To-part: For each step we describe the situation the execution of the step causes. The same syntactic requirements we imposed on the Between-part of the step description also apply here.
Where-part: For each step we describe the condition under which the step can be executed. This part of the description can also be used to do calculations (if the step changes or manipulates a value, it can be that the new value depends on the old one, here we need to calculate). For technical reasons (backward rules cannot contain new variables in their consequence) this part also needs to be used to declare variables which are only used in the To- or in the Between-part of the description. For these a Skolem variable needs to be created, that is a unique URI which represents a resource. As we will discuss below, the reasoner we use can do that automatically.
Weights: The weights of a step in our internal description format are the analogue to the the costs as represented in OSLO-STEPS. Each step can have different kinds of weights like for example the monetary costs of its execution or their expected success rate. Weights assigned to a step using ourinternal format need to be aggregatable, i.e. there needs to be a method with which an overall value for a composed workflow can be computed making use of the singleton values of the different steps.
Below, in Listing 7 we provide the description of the step step:confirmAddressChange which we also described above using the OSLO-STEPS vocabulary. The From-part and the Between- part are empty. The required state is represented in the Where-part of the description. The address change needs to be declared. Additionally, we have a triple declaring, that the requester of the address change needs to be a citizen (inwoner). The reason for that is that all the data we want to add about a person in our workflows needs to be related to the same instance, we thus need the unique uri of the citizen. In the To-part of the listing, we see the produced state. The address change is confirmed by the police.
OSLO-STEPS as descriptive logic rules
As described above, we have an internal format we base our workflow composition on - this format is based on N3 - and we have the OSLO-STEPS vocabulary which is designed to be very close to existing OSLO vocabularies such that users who already know these standards do not have problems to write rules. To translate from one representation to the other, we defined rules. Below, we explain how these rules work in more detail.
As explained above, with OSLO-STEPS we state for each stepe the required and the produced state and for these states we have shapes.
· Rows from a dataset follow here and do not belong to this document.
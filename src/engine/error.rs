use thiserror::Error;

/// Boundary validation failures. "Nothing bookable" is never an error.
#[derive(Debug, Clone, PartialEq, Eq, Error)]
pub enum EngineError {
    #[error("malformed time {0:?}, expected HH:mm")]
    MalformedTime(String),
    #[error("chain has no services")]
    EmptyChain,
    #[error("unknown service: {0}")]
    UnknownService(String),
    #[error("service is disabled: {0}")]
    ServiceDisabled(String),
    #[error("limit exceeded: {0}")]
    LimitExceeded(&'static str),
}
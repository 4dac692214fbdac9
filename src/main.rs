use std::io::{Read, Write};

use tracing::info;

use salonchain::config::EngineConfig;
use salonchain::request::{Request, execute};

/// Reads one JSON request from the path given as the first argument (or
/// stdin) and prints the JSON response on stdout.
fn main() -> Result<(), Box<dyn std::error::Error>> {
    salonchain::observability::init_tracing();

    let config = EngineConfig::from_env();
    info!(
        default_duration_min = config.default_duration_min,
        finishing_service = config.finishing_service.as_deref().unwrap_or("-"),
        max_chain_len = config.max_chain_len,
        "salonchain starting"
    );

    let input = match std::env::args().nth(1) {
        Some(path) if path != "-" => std::fs::read_to_string(&path)?,
        _ => {
            let mut buf = String::new();
            std::io::stdin().read_to_string(&mut buf)?;
            buf
        }
    };

    let request: Request = serde_json::from_str(&input)?;
    let response = execute(request, &config)?;

    let mut out = std::io::stdout().lock();
    serde_json::to_writer_pretty(&mut out, &response)?;
    writeln!(out)?;
    Ok(())
}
For our implementation, we need to find these shape for each step and translate from SHACL to our pattern representation. We wrote different rules for different SHACL constructs. We exemplify that on shapes declaring that a value needs to exist. This is normally indicated by the predicate sh:mincount (see also listing 3). If for a path (sh:path) a sh:mincount value of 1 is given, that means that the target for which the shape is defined always needs to have at least one value connected to it via the predicate which appears after sh:path. The shape in Listing 3 for example states that for every citizen (o-persoon:Inwoner) x there needs to be a value for ex:addressChangeDeclared. This shape is even more explicit, the value needs to be true, this is indicated by the predicate sh:hasValue. We expect a triple of the form:
x ex:addressChangeDeclared true
In order to produce the above pattern based on the shape displayed in Listing 3, we employ a rule which detects the occurrences of such shape descriptions and produces the above mentioned pattern. We display the rule for that particular pattern in Listing 8. Next to the assignment of a concrete value for a predicate, our implementation also supports nested paths (i.e. if we have two predicates connecting the target with a node) and qualified value shapes. We plan to further expand our pattern creation mechanism.
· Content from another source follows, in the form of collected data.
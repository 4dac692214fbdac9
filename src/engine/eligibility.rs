use crate::model::Worker;

/// Roster-level qualification. An empty `services` list grants nothing;
/// only `all_services_allowed` opens the whole catalog.
pub fn can_worker_perform_service(worker: &Worker, identifier: &str) -> bool {
    let identifier = identifier.trim();
    if !worker.active || identifier.is_empty() {
        return false;
    }
    if worker.all_services_allowed {
        return true;
    }
    worker.services.iter().any(|s| s == identifier)
}

pub fn workers_who_can_perform_service<'a>(workers: &'a [Worker], identifier: &str) -> Vec<&'a Worker> {
    workers
        .iter()
        .filter(|w| can_worker_perform_service(w, identifier))
        .collect()
}

/// Segment matching: by service name first, falling back to the service id.
pub fn can_worker_perform_segment(worker: &Worker, service_name: &str, service_id: Option<&str>) -> bool {
    can_worker_perform_service(worker, service_name)
        || service_id.is_some_and(|id| can_worker_perform_service(worker, id))
}

/// Eligible workers for a segment, in roster order.
pub fn segment_eligible_workers<'a>(
    workers: &'a [Worker],
    service_name: &str,
    service_id: Option<&str>,
) -> Vec<&'a Worker> {
    workers
        .iter()
        .filter(|w| can_worker_perform_segment(w, service_name, service_id))
        .collect()
}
In the description in Listing 7 for which the address change is declared is the same instance for which the address change is confirmed. We thus need to internally represent the target of the shape as a constant which later on will need to be replaced by a variable.
After assigning the expected pattern to each shape, our translation finds for each step description all states which are connected with the required state and all shapes which are connected with the produced shapes. It additionally takes all the declared costs into account. The produced shapes get translated to the To-part of the internal step representation format. The required shapes get translated to the Where-part of the step description since in our use cases there are no actions which make data invalid (this might changes if we get more complex use cases). To the Where-part of the internal representation format, we additionally add a triple declaring the target(s) for the shapes used - in our case all shapes are declared for instances of the class o-persoon:Inwoner - and where necessary, we add functions creating new uris for each variable which is used in the To-part of the step description but not in the where-part. This has technical reasons, as backward rules cannot have new variables in their consequence, we need to use this mechanism.
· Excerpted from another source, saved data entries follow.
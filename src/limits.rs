use crate::model::Min;

/// Minutes in a calendar day.
pub const MINUTES_PER_DAY: Min = 24 * 60;

/// Segment duration used when neither pricing nor catalog supply one.
pub const DEFAULT_DURATION_MIN: Min = 30;

/// Longest chain a single request may carry (primaries only).
pub const MAX_CHAIN_LEN: usize = 16;

/// Upper bound on candidate start times evaluated per query.
pub const MAX_CANDIDATES: usize = 24 * 60;

/// Upper bound on any single segment or wait gap.
pub const MAX_SEGMENT_MIN: Min = MINUTES_PER_DAY;
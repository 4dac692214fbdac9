use serde::{Deserialize, Serialize};

use crate::config::EngineConfig;
use crate::engine::{EngineError, build_chain_with_finishing_service};
use crate::limits::MAX_SEGMENT_MIN;
use crate::model::*;

/// Service catalog plus pricing items, as fetched by the caller.
#[derive(Debug, Clone, Default, PartialEq, Eq, Serialize, Deserialize)]
#[serde(rename_all = "camelCase")]
pub struct Catalog {
    #[serde(default)]
    pub services: Vec<Service>,
    #[serde(default)]
    pub pricing: Vec<PricingItem>,
}

/// One entry of a customer's requested chain.
#[derive(Debug, Clone, PartialEq, Eq, Serialize, Deserialize)]
#[serde(rename_all = "camelCase")]
pub struct ChainRequestItem {
    pub service_id: String,
    #[serde(default)]
    pub pricing_id: Option<String>,
}

impl Catalog {
    pub fn service(&self, id: &str) -> Option<&Service> {
        self.services.iter().find(|s| s.id == id)
    }

    /// Lookup by exact id, then by normalized name.
    pub fn find_service(&self, identifier: &str) -> Option<&Service> {
        let identifier = identifier.trim();
        self.service(identifier).or_else(|| {
            let wanted = normalize_name(identifier);
            self.services.iter().find(|s| normalize_name(&s.name) == wanted)
        })
    }

    /// The requested pricing item when it belongs to the service, else the
    /// service's first pricing item.
    pub fn pricing_for(&self, service_id: &str, pricing_id: Option<&str>) -> Option<&PricingItem> {
        let for_service = |p: &&PricingItem| p.service_id == service_id;
        pricing_id
            .and_then(|pid| self.pricing.iter().filter(for_service).find(|p| p.id == pid))
            .or_else(|| self.pricing.iter().find(for_service))
    }

    /// Pair a service with its pricing, synthesizing one from the catalog
    /// duration (or the configured default) when none exists. Lengths and
    /// gaps longer than a day are capped.
    pub fn chain_input(&self, service: &Service, pricing_id: Option<&str>, default_duration_min: Min) -> ChainServiceInput {
        let pricing = match self.pricing_for(&service.id, pricing_id) {
            Some(p) => p.clone(),
            None => {
                tracing::warn!(service_id = %service.id, "no pricing item, using catalog duration");
                default_pricing(service, default_duration_min)
            }
        };
        let mut input = ChainServiceInput {
            service: service.clone(),
            pricing,
            finish_gap_before: None,
        };
        cap_durations(&mut input);
        input
    }

    /// Turn a request into chain inputs, appending the finishing service
    /// when any selected service requires it.
    pub fn assemble_chain(
        &self,
        items: &[ChainRequestItem],
        config: &EngineConfig,
    ) -> Result<Vec<ChainServiceInput>, EngineError> {
        if items.is_empty() {
            return Err(EngineError::EmptyChain);
        }
        if items.len() > config.max_chain_len {
            return Err(EngineError::LimitExceeded("too many services in chain"));
        }
        let chain = items
            .iter()
            .map(|item| {
                let service = self
                    .service(&item.service_id)
                    .ok_or_else(|| EngineError::UnknownService(item.service_id.clone()))?;
                if !service.enabled {
                    return Err(EngineError::ServiceDisabled(service.id.clone()));
                }
                Ok(self.chain_input(service, item.pricing_id.as_deref(), config.default_duration_min))
            })
            .collect::<Result<Vec<_>, _>>()?;
        Ok(build_chain_with_finishing_service(&chain, self, config))
    }
}

fn cap_durations(input: &mut ChainServiceInput) {
    let service_id = input.service.id.clone();
    let cap = |minutes: &mut Min, field: &'static str| {
        if *minutes > MAX_SEGMENT_MIN {
            tracing::warn!(%service_id, field, minutes = *minutes, "capping at {MAX_SEGMENT_MIN} minutes");
            *minutes = MAX_SEGMENT_MIN;
        }
    };
    cap(&mut input.service.duration, "duration");
    if let Some(gap) = input.service.finish_gap_minutes.as_mut() {
        cap(gap, "finishGapMinutes");
    }
    cap(&mut input.pricing.duration_min_minutes, "durationMinMinutes");
    cap(&mut input.pricing.duration_max_minutes, "durationMaxMinutes");
    if let Some(follow_up) = input.pricing.follow_up.as_mut() {
        cap(&mut follow_up.duration_minutes, "followUp.durationMinutes");
        cap(&mut follow_up.wait_minutes, "followUp.waitMinutes");
    }
}

fn default_pricing(service: &Service, default_duration_min: Min) -> PricingItem {
    let duration = if service.duration > 0 { service.duration } else { default_duration_min };
    PricingItem {
        id: format!("{}:default", service.id),
        service_id: service.id.clone(),
        duration_min_minutes: duration,
        duration_max_minutes: duration,
        kind: None,
        has_follow_up: false,
        follow_up: None,
    }
}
Our translation rules get executed by the EYE reasoner with which we can also produce variables for all instances in our var-namespace. From the different descriptions in Listings 1-4 with additional descriptions of the produced state, we for example produce the rule displayed in Listing 8.
Goals
Next to the description of the different possible steps in our internal format and the description of the current situation as exemplified in Listing 5, we need one more information in order to start our workflow composition process, we need to declare the goal we want to achieve by the execution of the workflow.
We display an example of such a goal declaration in Listing 9. Each goal description contains the state we want to reach by executing the workflow (here, the address change needs to be confirmed) together with the limits for each weight. Here, we do to spend more than 4 weeks with the process, we do not want to pay more than 20 Euros, we want to have a success rate of the entire workflow of at least 80% and the user satisfaction value should not go below 0.8.
We declare such limits for each workflow because of technical reasons. Since our workflow composition produces every possible workflow which reaches the goal and there can be many of such workflows, we limit the search space by declaring such limits. This does not only make it easier to produce the workflow, it also makes it easier for the other tolls depending on the workflow composition to choose from the workflows provided.
Workflow composition
Our workflow composer now takes the description of the initial situation (as exemplified in Listing 5), the different step descriptions using our internal format (Listing 7) and the goal to achieve (as in Listing 9) into account. The workflow can additionally make use of external rules which need to be stated in a backwards manner.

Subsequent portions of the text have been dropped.